#### PROBLEM DESCRIPTION:
Wherever a line in the data below holds "bool", copy that line.

(Collected data entries)
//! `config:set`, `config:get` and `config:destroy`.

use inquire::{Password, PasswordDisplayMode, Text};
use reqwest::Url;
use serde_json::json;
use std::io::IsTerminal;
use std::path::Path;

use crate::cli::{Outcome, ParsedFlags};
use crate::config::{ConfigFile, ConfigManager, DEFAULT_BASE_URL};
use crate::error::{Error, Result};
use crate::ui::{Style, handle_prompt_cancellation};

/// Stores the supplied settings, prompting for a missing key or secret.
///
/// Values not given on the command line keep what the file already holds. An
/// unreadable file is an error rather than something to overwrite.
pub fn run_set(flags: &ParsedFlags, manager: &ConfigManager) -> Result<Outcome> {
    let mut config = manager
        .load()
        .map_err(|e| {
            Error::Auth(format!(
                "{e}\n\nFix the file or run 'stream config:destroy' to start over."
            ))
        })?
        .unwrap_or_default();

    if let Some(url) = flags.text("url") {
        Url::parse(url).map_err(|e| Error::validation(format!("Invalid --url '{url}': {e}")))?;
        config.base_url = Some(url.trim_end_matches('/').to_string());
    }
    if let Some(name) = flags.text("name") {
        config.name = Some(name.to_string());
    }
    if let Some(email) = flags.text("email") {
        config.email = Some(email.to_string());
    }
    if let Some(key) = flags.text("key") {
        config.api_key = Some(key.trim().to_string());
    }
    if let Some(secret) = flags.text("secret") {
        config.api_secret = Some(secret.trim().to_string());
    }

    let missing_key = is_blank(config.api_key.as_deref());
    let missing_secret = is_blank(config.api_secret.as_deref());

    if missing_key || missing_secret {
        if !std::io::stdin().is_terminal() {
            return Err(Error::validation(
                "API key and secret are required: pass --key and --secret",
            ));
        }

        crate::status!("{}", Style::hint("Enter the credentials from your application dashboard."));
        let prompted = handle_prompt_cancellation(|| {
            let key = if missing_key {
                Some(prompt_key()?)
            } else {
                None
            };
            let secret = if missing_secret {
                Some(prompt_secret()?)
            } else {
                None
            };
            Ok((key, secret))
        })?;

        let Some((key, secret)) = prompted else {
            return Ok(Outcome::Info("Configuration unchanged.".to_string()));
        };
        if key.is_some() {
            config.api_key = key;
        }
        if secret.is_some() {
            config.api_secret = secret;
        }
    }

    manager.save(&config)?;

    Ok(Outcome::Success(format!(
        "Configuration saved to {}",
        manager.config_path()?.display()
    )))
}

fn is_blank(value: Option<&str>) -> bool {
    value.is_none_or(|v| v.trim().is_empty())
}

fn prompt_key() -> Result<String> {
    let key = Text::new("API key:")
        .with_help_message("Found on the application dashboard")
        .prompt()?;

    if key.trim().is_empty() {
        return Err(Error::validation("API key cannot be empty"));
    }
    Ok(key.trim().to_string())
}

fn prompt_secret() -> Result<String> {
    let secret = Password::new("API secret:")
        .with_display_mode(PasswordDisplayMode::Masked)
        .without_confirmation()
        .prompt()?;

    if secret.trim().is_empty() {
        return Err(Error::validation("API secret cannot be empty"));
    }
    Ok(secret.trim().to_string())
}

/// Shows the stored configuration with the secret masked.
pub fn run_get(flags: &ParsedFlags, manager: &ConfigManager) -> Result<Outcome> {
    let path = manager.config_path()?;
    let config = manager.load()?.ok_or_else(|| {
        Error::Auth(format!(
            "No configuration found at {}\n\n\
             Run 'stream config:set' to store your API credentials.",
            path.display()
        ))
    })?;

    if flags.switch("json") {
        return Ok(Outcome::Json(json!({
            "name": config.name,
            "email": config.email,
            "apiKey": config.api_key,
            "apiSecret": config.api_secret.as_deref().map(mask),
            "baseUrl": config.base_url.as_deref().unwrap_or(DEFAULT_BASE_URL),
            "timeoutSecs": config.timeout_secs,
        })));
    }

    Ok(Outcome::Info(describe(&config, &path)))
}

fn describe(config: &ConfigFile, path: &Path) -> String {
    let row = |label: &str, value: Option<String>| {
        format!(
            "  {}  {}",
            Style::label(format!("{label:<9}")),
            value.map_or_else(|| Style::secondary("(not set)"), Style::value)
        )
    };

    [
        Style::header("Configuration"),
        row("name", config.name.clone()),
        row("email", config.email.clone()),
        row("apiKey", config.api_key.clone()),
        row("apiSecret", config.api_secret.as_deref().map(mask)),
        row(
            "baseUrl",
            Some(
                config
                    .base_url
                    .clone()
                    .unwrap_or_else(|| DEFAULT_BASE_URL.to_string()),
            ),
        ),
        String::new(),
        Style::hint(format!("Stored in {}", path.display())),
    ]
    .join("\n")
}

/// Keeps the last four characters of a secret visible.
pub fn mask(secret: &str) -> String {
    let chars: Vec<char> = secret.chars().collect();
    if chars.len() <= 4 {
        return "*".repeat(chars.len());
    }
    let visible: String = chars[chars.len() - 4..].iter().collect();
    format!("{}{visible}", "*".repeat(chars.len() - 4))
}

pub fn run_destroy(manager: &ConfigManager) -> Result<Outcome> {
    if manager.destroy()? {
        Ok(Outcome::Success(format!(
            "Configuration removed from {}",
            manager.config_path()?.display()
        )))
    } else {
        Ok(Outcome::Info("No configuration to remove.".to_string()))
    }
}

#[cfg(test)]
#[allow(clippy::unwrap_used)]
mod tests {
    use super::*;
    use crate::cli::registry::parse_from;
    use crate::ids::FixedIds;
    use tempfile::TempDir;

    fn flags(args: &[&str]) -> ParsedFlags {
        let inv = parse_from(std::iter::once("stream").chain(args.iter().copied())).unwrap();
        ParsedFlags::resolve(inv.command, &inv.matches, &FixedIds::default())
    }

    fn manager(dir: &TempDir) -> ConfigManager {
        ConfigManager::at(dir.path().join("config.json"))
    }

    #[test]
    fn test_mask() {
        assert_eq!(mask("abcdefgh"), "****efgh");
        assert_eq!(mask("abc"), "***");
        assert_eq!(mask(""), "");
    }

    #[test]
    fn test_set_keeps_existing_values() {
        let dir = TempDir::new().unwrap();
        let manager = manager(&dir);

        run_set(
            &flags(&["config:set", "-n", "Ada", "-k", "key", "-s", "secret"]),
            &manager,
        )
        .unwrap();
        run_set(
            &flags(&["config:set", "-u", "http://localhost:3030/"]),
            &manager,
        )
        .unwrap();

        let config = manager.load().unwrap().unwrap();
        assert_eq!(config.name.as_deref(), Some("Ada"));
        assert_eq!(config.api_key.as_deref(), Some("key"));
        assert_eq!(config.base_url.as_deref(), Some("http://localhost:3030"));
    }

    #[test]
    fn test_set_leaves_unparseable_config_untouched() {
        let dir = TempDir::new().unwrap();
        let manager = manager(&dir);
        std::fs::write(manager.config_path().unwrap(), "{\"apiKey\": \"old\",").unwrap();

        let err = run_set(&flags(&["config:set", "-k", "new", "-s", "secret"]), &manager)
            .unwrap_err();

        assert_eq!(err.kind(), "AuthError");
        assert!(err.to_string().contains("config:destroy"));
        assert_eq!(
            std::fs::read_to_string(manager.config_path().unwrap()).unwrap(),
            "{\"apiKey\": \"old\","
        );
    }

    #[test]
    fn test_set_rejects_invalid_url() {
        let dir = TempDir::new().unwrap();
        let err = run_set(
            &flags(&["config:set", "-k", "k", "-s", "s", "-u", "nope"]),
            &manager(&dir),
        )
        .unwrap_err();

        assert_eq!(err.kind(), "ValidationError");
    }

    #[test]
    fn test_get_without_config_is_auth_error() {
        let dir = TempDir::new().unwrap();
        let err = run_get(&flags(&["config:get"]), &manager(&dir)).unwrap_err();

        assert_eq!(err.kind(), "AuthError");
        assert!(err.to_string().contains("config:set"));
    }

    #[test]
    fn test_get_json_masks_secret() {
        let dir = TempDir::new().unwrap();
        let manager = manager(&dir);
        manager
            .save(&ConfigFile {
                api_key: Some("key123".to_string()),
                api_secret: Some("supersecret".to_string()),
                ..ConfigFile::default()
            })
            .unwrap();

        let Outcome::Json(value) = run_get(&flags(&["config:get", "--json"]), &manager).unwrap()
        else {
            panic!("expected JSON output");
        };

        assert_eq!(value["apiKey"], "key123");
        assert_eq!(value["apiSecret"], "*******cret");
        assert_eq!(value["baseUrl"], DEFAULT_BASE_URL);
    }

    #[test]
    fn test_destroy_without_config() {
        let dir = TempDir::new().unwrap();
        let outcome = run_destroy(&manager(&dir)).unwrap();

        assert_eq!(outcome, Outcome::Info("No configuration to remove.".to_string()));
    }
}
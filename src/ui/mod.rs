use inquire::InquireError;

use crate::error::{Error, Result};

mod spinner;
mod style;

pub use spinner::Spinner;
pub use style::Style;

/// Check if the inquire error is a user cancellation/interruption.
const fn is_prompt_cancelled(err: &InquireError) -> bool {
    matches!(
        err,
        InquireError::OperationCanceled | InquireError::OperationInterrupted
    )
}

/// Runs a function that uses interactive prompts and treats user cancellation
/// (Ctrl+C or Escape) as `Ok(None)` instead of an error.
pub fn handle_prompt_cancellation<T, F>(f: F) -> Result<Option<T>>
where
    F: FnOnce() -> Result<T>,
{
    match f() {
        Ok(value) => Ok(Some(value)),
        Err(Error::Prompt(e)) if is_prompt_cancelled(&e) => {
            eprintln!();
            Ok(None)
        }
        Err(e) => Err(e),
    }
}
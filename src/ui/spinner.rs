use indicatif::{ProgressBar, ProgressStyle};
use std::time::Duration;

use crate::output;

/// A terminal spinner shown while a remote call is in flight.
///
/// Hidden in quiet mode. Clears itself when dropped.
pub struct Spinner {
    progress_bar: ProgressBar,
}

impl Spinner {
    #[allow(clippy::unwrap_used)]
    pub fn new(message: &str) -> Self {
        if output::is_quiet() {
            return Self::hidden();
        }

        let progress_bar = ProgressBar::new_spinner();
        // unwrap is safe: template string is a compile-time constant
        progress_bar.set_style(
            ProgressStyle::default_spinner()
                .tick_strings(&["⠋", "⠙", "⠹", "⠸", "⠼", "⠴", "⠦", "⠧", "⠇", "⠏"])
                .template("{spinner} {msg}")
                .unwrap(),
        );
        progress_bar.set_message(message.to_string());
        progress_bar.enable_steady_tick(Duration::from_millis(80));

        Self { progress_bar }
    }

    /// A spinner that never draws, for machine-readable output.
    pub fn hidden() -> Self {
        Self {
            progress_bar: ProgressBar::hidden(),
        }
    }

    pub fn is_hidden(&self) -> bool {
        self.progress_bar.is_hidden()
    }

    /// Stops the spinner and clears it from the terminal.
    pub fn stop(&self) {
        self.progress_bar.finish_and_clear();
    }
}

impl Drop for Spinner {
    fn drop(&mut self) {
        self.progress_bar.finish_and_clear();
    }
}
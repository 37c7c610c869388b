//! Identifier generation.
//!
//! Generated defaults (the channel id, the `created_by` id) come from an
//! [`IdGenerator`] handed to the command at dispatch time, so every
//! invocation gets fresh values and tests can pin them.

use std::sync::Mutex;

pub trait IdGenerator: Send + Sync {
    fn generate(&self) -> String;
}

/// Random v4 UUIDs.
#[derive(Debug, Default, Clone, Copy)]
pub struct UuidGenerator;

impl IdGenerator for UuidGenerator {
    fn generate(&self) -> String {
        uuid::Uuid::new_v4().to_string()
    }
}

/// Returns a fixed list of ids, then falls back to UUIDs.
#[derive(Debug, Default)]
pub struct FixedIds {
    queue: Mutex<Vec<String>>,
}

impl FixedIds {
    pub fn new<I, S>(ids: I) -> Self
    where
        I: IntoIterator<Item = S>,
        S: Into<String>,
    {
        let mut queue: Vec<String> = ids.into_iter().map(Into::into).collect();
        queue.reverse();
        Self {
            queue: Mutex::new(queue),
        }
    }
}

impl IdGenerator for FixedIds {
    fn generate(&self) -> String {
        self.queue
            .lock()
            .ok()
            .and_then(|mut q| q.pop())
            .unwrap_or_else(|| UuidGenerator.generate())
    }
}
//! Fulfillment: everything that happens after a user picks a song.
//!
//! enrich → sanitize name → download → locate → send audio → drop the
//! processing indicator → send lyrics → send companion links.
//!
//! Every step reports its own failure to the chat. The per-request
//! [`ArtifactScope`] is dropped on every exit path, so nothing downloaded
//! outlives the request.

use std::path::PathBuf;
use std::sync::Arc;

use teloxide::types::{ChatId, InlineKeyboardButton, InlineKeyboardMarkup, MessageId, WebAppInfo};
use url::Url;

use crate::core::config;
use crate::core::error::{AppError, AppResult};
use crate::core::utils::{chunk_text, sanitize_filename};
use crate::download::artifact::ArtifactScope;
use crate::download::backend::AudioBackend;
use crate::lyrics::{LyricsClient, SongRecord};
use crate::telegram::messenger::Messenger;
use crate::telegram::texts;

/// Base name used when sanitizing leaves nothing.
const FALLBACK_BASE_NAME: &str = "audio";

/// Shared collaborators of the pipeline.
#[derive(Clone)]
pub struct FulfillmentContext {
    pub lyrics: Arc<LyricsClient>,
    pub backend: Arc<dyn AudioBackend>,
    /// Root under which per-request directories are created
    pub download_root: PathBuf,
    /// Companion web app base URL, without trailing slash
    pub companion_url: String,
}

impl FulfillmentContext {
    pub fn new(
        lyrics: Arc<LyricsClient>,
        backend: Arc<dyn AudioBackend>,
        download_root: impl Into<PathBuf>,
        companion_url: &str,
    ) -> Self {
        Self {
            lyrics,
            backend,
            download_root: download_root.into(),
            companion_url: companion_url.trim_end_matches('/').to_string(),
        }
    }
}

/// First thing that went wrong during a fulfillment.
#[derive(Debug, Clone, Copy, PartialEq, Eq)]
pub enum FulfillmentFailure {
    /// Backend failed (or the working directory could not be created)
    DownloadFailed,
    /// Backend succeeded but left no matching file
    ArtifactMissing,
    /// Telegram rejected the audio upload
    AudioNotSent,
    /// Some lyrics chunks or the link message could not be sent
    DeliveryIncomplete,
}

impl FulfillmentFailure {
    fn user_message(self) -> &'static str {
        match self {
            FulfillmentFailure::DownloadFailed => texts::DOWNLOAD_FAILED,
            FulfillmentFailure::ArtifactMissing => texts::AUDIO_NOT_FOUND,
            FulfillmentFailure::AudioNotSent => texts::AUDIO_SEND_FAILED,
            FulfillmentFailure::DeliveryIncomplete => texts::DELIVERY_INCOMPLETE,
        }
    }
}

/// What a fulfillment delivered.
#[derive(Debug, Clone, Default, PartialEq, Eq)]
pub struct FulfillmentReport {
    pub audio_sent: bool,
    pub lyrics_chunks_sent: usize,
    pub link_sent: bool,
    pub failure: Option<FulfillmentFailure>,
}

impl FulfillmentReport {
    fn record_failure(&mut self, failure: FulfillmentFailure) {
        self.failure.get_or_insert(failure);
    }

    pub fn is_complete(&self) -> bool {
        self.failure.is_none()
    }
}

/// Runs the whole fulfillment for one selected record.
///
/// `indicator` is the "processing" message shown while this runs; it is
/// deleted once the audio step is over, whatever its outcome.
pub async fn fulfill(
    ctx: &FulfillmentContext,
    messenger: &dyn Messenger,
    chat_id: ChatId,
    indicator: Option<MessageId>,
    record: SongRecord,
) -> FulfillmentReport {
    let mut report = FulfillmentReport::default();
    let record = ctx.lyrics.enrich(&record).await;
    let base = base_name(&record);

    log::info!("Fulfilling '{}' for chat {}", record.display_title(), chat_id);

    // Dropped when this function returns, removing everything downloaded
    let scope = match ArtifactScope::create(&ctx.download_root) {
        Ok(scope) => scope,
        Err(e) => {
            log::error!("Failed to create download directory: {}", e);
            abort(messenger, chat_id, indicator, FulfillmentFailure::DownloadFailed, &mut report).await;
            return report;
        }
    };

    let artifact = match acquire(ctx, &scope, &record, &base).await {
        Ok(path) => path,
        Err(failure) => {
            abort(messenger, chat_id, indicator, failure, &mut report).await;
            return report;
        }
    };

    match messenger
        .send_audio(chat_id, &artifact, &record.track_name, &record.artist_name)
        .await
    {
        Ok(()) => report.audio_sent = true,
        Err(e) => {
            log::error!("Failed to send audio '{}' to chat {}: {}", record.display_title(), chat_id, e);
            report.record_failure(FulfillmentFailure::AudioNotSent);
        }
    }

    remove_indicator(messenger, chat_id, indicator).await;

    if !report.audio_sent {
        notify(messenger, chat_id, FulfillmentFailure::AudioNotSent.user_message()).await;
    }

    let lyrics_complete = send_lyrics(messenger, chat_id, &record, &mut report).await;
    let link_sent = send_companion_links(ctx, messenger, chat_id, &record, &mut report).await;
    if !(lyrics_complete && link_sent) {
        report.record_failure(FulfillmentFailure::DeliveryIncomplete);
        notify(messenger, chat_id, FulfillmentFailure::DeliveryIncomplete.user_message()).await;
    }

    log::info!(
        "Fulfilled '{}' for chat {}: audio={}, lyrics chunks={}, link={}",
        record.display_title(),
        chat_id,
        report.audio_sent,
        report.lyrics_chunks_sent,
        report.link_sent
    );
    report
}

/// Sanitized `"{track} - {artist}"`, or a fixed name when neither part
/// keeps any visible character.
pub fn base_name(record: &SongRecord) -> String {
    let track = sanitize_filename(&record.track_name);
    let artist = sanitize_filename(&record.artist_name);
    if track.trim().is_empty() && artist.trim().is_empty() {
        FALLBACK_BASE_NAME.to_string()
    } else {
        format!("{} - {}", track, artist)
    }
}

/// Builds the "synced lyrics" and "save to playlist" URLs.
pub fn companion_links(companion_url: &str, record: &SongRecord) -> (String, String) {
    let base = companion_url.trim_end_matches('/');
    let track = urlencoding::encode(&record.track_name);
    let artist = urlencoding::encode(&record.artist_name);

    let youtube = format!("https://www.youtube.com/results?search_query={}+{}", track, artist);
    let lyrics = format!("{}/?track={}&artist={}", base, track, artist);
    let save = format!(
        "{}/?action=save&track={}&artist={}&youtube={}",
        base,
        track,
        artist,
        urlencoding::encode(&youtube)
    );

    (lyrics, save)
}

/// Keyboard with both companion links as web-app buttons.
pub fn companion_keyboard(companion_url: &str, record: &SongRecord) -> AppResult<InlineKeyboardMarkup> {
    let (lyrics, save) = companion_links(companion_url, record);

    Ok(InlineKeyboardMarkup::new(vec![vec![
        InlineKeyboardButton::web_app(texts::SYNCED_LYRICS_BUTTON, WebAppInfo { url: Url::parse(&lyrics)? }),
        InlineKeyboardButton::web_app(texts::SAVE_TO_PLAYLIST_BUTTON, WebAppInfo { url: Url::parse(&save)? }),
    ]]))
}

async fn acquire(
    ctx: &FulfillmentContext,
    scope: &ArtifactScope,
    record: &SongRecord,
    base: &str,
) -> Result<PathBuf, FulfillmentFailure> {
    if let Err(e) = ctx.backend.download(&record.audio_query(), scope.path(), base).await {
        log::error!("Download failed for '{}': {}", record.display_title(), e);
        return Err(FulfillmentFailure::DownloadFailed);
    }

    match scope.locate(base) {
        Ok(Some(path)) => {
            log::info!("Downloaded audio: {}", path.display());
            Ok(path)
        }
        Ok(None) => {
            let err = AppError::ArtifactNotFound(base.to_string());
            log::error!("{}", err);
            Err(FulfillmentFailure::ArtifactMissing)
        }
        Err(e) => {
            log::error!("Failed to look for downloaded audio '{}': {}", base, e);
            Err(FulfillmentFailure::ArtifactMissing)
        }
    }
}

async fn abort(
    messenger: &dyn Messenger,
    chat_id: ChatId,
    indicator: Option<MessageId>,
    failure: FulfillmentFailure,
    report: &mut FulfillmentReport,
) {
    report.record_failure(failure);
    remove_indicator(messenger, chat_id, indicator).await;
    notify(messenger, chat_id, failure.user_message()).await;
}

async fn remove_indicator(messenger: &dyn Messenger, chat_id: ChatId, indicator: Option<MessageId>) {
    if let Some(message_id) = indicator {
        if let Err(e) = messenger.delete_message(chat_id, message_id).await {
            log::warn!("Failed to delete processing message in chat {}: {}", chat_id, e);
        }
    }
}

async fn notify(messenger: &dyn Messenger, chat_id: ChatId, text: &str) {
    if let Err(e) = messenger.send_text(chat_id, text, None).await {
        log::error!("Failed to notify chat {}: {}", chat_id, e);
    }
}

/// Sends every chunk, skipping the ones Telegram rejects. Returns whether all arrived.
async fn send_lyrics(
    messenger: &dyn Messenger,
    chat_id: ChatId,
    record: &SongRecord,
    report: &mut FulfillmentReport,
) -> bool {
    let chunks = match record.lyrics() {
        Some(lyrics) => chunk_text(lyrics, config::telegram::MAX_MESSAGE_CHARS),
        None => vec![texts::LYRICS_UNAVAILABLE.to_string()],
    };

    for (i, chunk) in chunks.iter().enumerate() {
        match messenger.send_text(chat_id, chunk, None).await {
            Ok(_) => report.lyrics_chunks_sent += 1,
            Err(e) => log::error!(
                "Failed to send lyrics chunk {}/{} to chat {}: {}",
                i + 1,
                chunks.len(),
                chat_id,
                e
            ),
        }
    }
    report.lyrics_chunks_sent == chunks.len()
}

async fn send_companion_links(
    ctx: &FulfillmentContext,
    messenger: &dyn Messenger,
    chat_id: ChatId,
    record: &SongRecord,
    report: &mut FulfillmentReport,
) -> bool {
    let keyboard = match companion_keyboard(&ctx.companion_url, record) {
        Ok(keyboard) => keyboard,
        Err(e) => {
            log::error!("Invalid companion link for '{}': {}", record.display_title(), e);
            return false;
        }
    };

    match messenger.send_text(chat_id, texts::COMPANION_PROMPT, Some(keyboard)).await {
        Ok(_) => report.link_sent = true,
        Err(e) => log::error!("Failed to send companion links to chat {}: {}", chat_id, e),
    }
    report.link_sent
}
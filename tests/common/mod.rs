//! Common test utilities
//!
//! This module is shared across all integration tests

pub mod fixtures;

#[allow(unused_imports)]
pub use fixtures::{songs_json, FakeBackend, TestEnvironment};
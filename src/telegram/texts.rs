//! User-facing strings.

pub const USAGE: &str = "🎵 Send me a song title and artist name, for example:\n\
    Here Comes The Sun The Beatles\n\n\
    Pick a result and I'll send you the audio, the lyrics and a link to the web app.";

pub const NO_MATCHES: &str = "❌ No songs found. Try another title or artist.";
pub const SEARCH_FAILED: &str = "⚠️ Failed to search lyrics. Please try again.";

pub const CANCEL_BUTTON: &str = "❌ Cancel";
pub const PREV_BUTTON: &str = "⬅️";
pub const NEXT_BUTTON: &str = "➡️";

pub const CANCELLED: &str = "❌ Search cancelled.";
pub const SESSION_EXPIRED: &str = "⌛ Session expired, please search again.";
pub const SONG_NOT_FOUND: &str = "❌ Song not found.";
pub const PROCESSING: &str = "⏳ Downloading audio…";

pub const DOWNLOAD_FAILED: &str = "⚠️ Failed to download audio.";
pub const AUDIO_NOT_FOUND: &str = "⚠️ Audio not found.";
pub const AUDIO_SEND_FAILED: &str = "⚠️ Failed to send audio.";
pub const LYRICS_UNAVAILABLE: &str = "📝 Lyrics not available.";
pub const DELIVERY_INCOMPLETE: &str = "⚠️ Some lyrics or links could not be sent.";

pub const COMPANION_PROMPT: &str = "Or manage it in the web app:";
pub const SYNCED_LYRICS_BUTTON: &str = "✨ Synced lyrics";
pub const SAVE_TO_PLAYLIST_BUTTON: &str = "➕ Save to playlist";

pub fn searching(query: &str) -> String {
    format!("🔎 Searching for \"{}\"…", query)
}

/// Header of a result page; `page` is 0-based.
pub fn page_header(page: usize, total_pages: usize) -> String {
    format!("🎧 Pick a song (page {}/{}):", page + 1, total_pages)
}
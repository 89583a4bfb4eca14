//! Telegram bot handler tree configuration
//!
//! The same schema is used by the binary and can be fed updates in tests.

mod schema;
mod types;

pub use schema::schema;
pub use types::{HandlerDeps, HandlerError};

#### EXERCISE OUTPUT:
fn is_blank(value: Option<&str>) -> bool {
const fn is_prompt_cancelled(err: &InquireError) -> bool {
    pub fn is_hidden(&self) -> bool {
    pub audio_sent: bool,
    pub link_sent: bool,
    pub fn is_complete(&self) -> bool {
) -> bool {
) -> bool {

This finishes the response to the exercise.